Разумеется, она тут же потеряла Рубенса в блеске слепящих огней, диком шуме и одуряющем аромате духов. Краешком глаза, впрочем, она заметила, как его увел прочь, подхватив под руку, Боб Лант из «Уильям Моррис». Вскоре они уже стояли, почти прижимаясь друг к другу, низко наклонив головы, как студенты-второкурсники, совещающиеся на поле перед началом футбольного матча.

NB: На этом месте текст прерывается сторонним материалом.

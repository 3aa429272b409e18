use anyhow::{anyhow, Context};
use async_trait::async_trait;
use image::imageops::FilterType;
use image::DynamicImage;
use serde::{Deserialize, Serialize};
use std::path::{Path, PathBuf};
use std::time::Duration;
use tracing::{debug, info, warn};

use crate::chunking::TimeRange;
use crate::error::{PipelineError, Result};
use crate::transcript::SubtitleFormatter;

const PRODUCER: &str = "frames";
const SIGNATURE_WIDTH: u32 = 128;
const SIGNATURE_HEIGHT: u32 = 72;

/// Video information extracted from file
#[derive(Debug, Clone, Serialize, Deserialize)]
pub struct VideoInfo {
    pub path: PathBuf,
    pub filename: String,
    pub duration: Duration,
    pub width: u32,
    pub height: u32,
    pub fps: f64,
    pub format: String,
}

/// Thin wrapper over the ffprobe command line tool
#[derive(Clone, Default)]
pub struct VideoProcessor;

impl VideoProcessor {
    pub fn new() -> Self {
        Self
    }

    /// Extract video information using ffprobe
    pub async fn get_video_info(&self, video_path: &Path) -> anyhow::Result<VideoInfo> {
        let output = tokio::process::Command::new("ffprobe")
            .args(["-v", "quiet", "-print_format", "json", "-show_format", "-show_streams"])
            .arg(video_path)
            .output()
            .await
            .context("failed to run ffprobe")?;

        if !output.status.success() {
            return Err(anyhow!("ffprobe failed for {}", video_path.display()));
        }

        let ffprobe_data: serde_json::Value = serde_json::from_slice(&output.stdout)?;
        let format = &ffprobe_data["format"];
        let video_stream = ffprobe_data["streams"]
            .as_array()
            .and_then(|streams| streams.iter().find(|s| s["codec_type"] == "video"))
            .ok_or_else(|| anyhow!("No video stream found"))?;

        let duration_seconds: f64 = format["duration"]
            .as_str()
            .and_then(|s| s.parse().ok())
            .unwrap_or(0.0);

        let video_info = VideoInfo {
            path: video_path.to_path_buf(),
            filename: video_path
                .file_name()
                .map(|name| name.to_string_lossy().to_string())
                .unwrap_or_default(),
            duration: Duration::from_secs_f64(duration_seconds.max(0.0)),
            width: video_stream["width"].as_u64().unwrap_or(0) as u32,
            height: video_stream["height"].as_u64().unwrap_or(0) as u32,
            fps: video_stream["r_frame_rate"]
                .as_str()
                .and_then(parse_frame_rate)
                .unwrap_or(0.0),
            format: format["format_name"]
                .as_str()
                .unwrap_or("unknown")
                .to_string(),
        };

        info!(
            "📹 Analyzed video: {} ({}x{}, {:.1}fps, {:.1}s)",
            video_info.filename,
            video_info.width,
            video_info.height,
            video_info.fps,
            video_info.duration.as_secs_f64()
        );

        Ok(video_info)
    }
}

fn parse_frame_rate(rate: &str) -> Option<f64> {
    match rate.split_once('/') {
        Some((num, den)) => {
            let num: f64 = num.parse().ok()?;
            let den: f64 = den.parse().ok()?;
            (den != 0.0).then(|| num / den)
        }
        None => rate.parse().ok(),
    }
}

/// Downscaled grayscale thumbnail used to compare frames
#[derive(Debug, Clone, PartialEq)]
pub struct PerceptualSignature {
    pixels: Vec<u8>,
}

impl PerceptualSignature {
    pub fn from_image(image: &DynamicImage) -> Self {
        let pixels = image
            .grayscale()
            .resize_exact(SIGNATURE_WIDTH, SIGNATURE_HEIGHT, FilterType::Triangle)
            .to_luma8()
            .into_raw();
        Self { pixels }
    }

    pub fn from_path(path: &Path) -> Result<Self> {
        let image = image::open(path).map_err(|e| {
            PipelineError::fatal(PRODUCER, format!("cannot decode {}: {}", path.display(), e))
        })?;
        Ok(Self::from_image(&image))
    }

    /// `1 - MSE / 255²`; 1.0 means identical
    pub fn similarity(&self, other: &Self) -> f64 {
        if self.pixels.len() != other.pixels.len() || self.pixels.is_empty() {
            return 0.0;
        }

        let squared_error: f64 = self
            .pixels
            .iter()
            .zip(&other.pixels)
            .map(|(a, b)| {
                let diff = *a as f64 - *b as f64;
                diff * diff
            })
            .sum();
        let mse = squared_error / self.pixels.len() as f64;
        1.0 - mse / (255.0 * 255.0)
    }
}

/// Collapses candidates that look like the last kept frame
#[derive(Debug)]
pub struct FrameDeduplicator {
    threshold: f64,
    enabled: bool,
    last_kept: Option<PerceptualSignature>,
    skipped: usize,
}

impl FrameDeduplicator {
    pub fn new(threshold: f64, enabled: bool) -> Self {
        Self {
            threshold,
            enabled,
            last_kept: None,
            skipped: 0,
        }
    }

    /// Returns whether the candidate is kept
    pub fn admit(&mut self, signature: &PerceptualSignature) -> bool {
        if self.enabled {
            if let Some(last) = &self.last_kept {
                if signature.similarity(last) >= self.threshold {
                    self.skipped += 1;
                    return false;
                }
            }
        }
        self.last_kept = Some(signature.clone());
        true
    }

    pub fn skipped(&self) -> usize {
        self.skipped
    }
}

/// A kept frame image
#[derive(Debug, Clone, PartialEq)]
pub struct FrameRef {
    pub path: PathBuf,
    pub offset_in_range: Duration,
    pub signature: PerceptualSignature,
}

/// Frame sampling parameters
#[derive(Debug, Clone, Serialize, Deserialize)]
pub struct FrameSettings {
    pub interval: Duration,
    pub similarity_threshold: f64,
    pub skip_similar: bool,
    /// ffmpeg `-q:v` value, 2 is near lossless
    pub jpeg_quality: u8,
}

impl Default for FrameSettings {
    fn default() -> Self {
        Self {
            interval: Duration::from_secs(2),
            similarity_threshold: 0.95,
            skip_similar: true,
            jpeg_quality: 2,
        }
    }
}

/// Offsets `0, interval, 2*interval, ...` strictly below `duration`, never empty
pub fn sampling_ticks(duration: Duration, interval: Duration) -> Vec<Duration> {
    let mut ticks = Vec::new();
    if !interval.is_zero() {
        let mut offset = Duration::ZERO;
        while offset < duration {
            ticks.push(offset);
            offset += interval;
        }
    }
    if ticks.is_empty() {
        ticks.push(Duration::ZERO);
    }
    ticks
}

/// `chunk_<NN>_<MMmSSs>-<MMmSSs>`
pub fn chunk_dir_name(index: usize, range: &TimeRange) -> String {
    format!("chunk_{:02}_{}", index, range.label())
}

/// `frame_<NNN>_<HHMMSS>.jpg` with the absolute video timestamp
pub fn frame_file_name(kept_index: usize, timestamp: Duration) -> String {
    format!(
        "frame_{:03}_{}.jpg",
        kept_index,
        SubtitleFormatter::format_compact(timestamp)
    )
}

/// Absolute timestamp encoded in a frame file name
fn timestamp_from_file_name(name: &str) -> Option<Duration> {
    let stem = name.strip_suffix(".jpg")?;
    let compact = stem.rsplit('_').next()?;
    if compact.len() != 6 || !compact.chars().all(|c| c.is_ascii_digit()) {
        return None;
    }
    let hours: u64 = compact[0..2].parse().ok()?;
    let minutes: u64 = compact[2..4].parse().ok()?;
    let seconds: u64 = compact[4..6].parse().ok()?;
    Some(Duration::from_secs(hours * 3600 + minutes * 60 + seconds))
}

/// One frame extraction request
#[derive(Debug, Clone, Copy)]
pub struct FrameRequest {
    pub chunk_index: usize,
    pub time_range: TimeRange,
}

/// Produces the deduplicated frames of one chunk
#[async_trait]
pub trait FrameProducer: Send + Sync {
    async fn produce(&self, request: FrameRequest) -> Result<Vec<FrameRef>>;
}

/// Samples a local video file with ffmpeg
pub struct FfmpegFrameProducer {
    video_path: PathBuf,
    frames_root: PathBuf,
    settings: FrameSettings,
}

impl FfmpegFrameProducer {
    pub fn new(video_path: PathBuf, frames_root: PathBuf, settings: FrameSettings) -> Self {
        Self {
            video_path,
            frames_root,
            settings,
        }
    }

    pub fn chunk_dir(&self, request: &FrameRequest) -> PathBuf {
        self.frames_root
            .join(chunk_dir_name(request.chunk_index, &request.time_range))
    }

    /// Reuse a previously completed chunk directory
    async fn load_existing(&self, dir: PathBuf, range: TimeRange) -> Result<Vec<FrameRef>> {
        let frames = tokio::task::spawn_blocking(move || -> Result<Vec<FrameRef>> {
            let mut names: Vec<String> = std::fs::read_dir(&dir)?
                .filter_map(|entry| entry.ok())
                .map(|entry| entry.file_name().to_string_lossy().to_string())
                .filter(|name| name.starts_with("frame_") && name.ends_with(".jpg"))
                .collect();
            names.sort();

            names
                .into_iter()
                .map(|name| {
                    let path = dir.join(&name);
                    Ok(FrameRef {
                        signature: PerceptualSignature::from_path(&path)?,
                        offset_in_range: offset_from_file_name(&name, &range),
                        path,
                    })
                })
                .collect()
        })
        .await
        .map_err(|e| PipelineError::fatal(PRODUCER, e.to_string()))??;

        Ok(frames)
    }

    async fn run_ffmpeg(&self, range: &TimeRange, tick_count: usize, out_dir: &Path) -> Result<()> {
        let interval = self.settings.interval.as_secs_f64();
        let pattern = out_dir.join("candidate_%05d.jpg");

        let output = tokio::process::Command::new("ffmpeg")
            .args(["-hide_banner", "-loglevel", "error", "-y"])
            .args(["-ss", &format!("{:.3}", range.start.as_secs_f64())])
            .arg("-i")
            .arg(&self.video_path)
            .args(["-t", &format!("{:.3}", range.duration().as_secs_f64())])
            .args(["-vf", &format!("fps=1/{}", interval)])
            .args(["-frames:v", &tick_count.to_string()])
            .args(["-q:v", &self.settings.jpeg_quality.to_string()])
            .arg(&pattern)
            .output()
            .await
            .map_err(|e| PipelineError::fatal(PRODUCER, format!("failed to run ffmpeg: {}", e)))?;

        if !output.status.success() {
            let stderr = String::from_utf8_lossy(&output.stderr);
            return Err(PipelineError::fatal(
                PRODUCER,
                format!("ffmpeg exited with {}: {}", output.status, stderr.trim()),
            ));
        }
        Ok(())
    }
}

#[async_trait]
impl FrameProducer for FfmpegFrameProducer {
    async fn produce(&self, request: FrameRequest) -> Result<Vec<FrameRef>> {
        let range = request.time_range;
        let final_dir = self.chunk_dir(&request);

        if final_dir.is_dir() {
            let frames = self.load_existing(final_dir, range).await?;
            info!(
                "♻️  Chunk {}: reusing {} existing frames",
                request.chunk_index,
                frames.len()
            );
            return Ok(frames);
        }

        tokio::fs::create_dir_all(&self.frames_root).await?;
        let candidates = tempfile::Builder::new()
            .prefix(".candidates_")
            .tempdir_in(&self.frames_root)?;
        let staging = tempfile::Builder::new()
            .prefix(".staging_")
            .tempdir_in(&self.frames_root)?;

        let ticks = sampling_ticks(range.duration(), self.settings.interval);
        debug!(
            "Chunk {}: sampling {} ticks in {}",
            request.chunk_index,
            ticks.len(),
            range.label()
        );
        self.run_ffmpeg(&range, ticks.len(), candidates.path()).await?;

        let candidate_dir = candidates.path().to_path_buf();
        let staging_dir = staging.path().to_path_buf();
        let settings = self.settings.clone();

        let (kept, skipped) = tokio::task::spawn_blocking(move || {
            select_frames(&candidate_dir, &staging_dir, &ticks, range, &settings)
        })
        .await
        .map_err(|e| PipelineError::fatal(PRODUCER, e.to_string()))??;

        // Publish the finished directory in one rename
        let staged_path = staging.keep();
        tokio::fs::rename(&staged_path, &final_dir).await?;

        let frames = kept
            .into_iter()
            .map(|mut frame| {
                if let Some(name) = frame.path.file_name() {
                    frame.path = final_dir.join(name);
                }
                frame
            })
            .collect::<Vec<_>>();

        info!(
            "🖼️  Chunk {}: kept {} frames ({} near-duplicates skipped)",
            request.chunk_index,
            frames.len(),
            skipped
        );
        Ok(frames)
    }
}

/// Offset of a reused frame, clamped to zero when it predates the range
fn offset_from_file_name(name: &str, range: &TimeRange) -> Duration {
    let timestamp = timestamp_from_file_name(name).unwrap_or(range.start);
    if timestamp < range.start {
        warn!(
            "Frame {} predates chunk range {}, using offset 0",
            name,
            range.label()
        );
    }
    timestamp.saturating_sub(range.start)
}

/// Dedup ffmpeg candidates in tick order and move the kept ones into `staging_dir`
fn select_frames(
    candidate_dir: &Path,
    staging_dir: &Path,
    ticks: &[Duration],
    range: TimeRange,
    settings: &FrameSettings,
) -> Result<(Vec<FrameRef>, usize)> {
    let mut dedup = FrameDeduplicator::new(settings.similarity_threshold, settings.skip_similar);
    let mut kept = Vec::new();

    for (position, offset) in ticks.iter().enumerate() {
        let candidate = candidate_dir.join(format!("candidate_{:05}.jpg", position + 1));
        if !candidate.exists() {
            // video ended before the range did
            break;
        }

        let signature = PerceptualSignature::from_path(&candidate)?;
        if !dedup.admit(&signature) {
            continue;
        }

        let target = staging_dir.join(frame_file_name(kept.len(), range.start + *offset));
        std::fs::rename(&candidate, &target)?;
        kept.push(FrameRef {
            path: target,
            offset_in_range: *offset,
            signature,
        });
    }

    Ok((kept, dedup.skipped()))
}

Оглушительно ревела музыка – песни Линды Ронстад звучали вперемешку с вещами Донны Саммер, создавая странную шизофреническую атмосферу. Дайна узнавала в толпе людей, работавших во всех главных компаниях, как впрочем и независимых продюсеров и режиссеров. Лишь артисты попадались ей на глаза в гораздо меньшем количестве.
– А, Дайна Уитней.
Она оглянулась и увидела приближающуюся к ней хозяйку дома. Берил Мартин была крупной женщиной, по своей внешности больше всего смахивала на попугая. Заостренный, клювообразный нос можно было бы назвать самой примечательной чертой на плоском овале землистого лица, если бы не чудесные зеленые глаза, похожие на два изумруда, утопавшие в одутловатой плоти щек.